──────── RECORD EXCERPTS
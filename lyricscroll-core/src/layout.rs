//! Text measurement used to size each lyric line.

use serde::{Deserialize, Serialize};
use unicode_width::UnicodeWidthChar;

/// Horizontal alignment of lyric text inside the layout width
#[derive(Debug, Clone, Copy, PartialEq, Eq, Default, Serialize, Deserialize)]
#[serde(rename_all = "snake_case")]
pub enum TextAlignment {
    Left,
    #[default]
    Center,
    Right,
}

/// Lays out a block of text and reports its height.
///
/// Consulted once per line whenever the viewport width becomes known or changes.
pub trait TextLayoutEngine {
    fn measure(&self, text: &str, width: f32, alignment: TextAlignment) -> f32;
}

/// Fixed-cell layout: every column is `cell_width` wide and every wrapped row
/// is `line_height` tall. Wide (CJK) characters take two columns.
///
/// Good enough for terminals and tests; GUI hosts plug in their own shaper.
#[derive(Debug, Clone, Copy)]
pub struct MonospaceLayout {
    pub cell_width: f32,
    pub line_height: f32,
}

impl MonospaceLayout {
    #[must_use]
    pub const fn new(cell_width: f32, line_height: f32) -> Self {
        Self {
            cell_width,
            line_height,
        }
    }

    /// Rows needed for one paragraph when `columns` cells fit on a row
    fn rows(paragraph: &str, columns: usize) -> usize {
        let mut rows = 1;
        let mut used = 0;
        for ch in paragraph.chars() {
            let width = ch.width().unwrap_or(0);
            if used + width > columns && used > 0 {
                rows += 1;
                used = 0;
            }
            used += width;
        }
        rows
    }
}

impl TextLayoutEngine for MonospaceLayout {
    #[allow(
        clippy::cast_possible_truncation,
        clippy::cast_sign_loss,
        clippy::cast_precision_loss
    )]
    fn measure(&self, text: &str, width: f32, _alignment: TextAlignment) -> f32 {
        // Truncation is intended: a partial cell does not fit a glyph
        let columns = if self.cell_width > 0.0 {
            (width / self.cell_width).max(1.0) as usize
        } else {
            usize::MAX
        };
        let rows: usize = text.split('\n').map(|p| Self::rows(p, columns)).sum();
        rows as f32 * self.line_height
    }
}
────────────────
──────── RECORD EXCERPTS
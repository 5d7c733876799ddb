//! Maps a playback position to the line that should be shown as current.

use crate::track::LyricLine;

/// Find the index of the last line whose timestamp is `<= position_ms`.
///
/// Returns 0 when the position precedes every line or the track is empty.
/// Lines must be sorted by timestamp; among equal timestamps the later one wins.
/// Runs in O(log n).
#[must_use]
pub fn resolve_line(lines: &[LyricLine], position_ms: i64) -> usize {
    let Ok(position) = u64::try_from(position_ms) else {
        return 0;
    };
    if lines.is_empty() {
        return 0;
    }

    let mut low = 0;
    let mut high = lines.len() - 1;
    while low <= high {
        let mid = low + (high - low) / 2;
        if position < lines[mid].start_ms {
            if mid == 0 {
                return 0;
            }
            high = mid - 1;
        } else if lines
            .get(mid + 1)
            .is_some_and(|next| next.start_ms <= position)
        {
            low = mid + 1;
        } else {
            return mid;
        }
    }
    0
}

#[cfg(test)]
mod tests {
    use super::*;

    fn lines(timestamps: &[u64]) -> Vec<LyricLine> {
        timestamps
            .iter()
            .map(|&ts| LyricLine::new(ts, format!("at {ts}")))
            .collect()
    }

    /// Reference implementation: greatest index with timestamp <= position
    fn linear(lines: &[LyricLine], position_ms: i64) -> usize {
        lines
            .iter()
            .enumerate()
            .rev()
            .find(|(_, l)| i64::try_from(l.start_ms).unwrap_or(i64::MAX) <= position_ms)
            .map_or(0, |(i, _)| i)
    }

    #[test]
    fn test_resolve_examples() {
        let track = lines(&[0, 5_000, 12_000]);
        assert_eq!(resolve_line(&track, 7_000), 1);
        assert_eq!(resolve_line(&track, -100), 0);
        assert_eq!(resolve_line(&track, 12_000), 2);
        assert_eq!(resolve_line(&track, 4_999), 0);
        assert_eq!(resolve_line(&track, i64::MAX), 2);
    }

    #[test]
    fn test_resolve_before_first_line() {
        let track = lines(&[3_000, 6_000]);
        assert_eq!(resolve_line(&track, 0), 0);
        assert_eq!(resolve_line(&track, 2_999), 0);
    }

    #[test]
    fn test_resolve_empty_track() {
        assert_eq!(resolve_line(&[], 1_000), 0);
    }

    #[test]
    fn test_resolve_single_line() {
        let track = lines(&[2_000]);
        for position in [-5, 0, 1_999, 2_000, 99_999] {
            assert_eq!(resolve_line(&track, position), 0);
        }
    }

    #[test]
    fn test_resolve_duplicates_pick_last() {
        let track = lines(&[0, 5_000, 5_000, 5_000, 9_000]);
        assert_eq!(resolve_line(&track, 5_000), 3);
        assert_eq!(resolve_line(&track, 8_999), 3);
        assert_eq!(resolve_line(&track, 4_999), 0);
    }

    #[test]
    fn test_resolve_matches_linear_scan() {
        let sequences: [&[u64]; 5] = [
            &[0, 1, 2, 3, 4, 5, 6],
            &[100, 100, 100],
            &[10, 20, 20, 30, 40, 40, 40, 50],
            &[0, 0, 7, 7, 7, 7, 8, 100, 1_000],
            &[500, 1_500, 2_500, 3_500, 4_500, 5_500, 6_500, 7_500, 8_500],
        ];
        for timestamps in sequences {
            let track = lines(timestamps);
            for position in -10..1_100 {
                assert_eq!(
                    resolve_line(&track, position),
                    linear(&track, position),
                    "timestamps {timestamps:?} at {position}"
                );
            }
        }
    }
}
────────────────
(DIRECTIONS): If a line of the records above holds the string "LyricLine", count it; then state only how many such lines there are.

(TASK RESULT): 5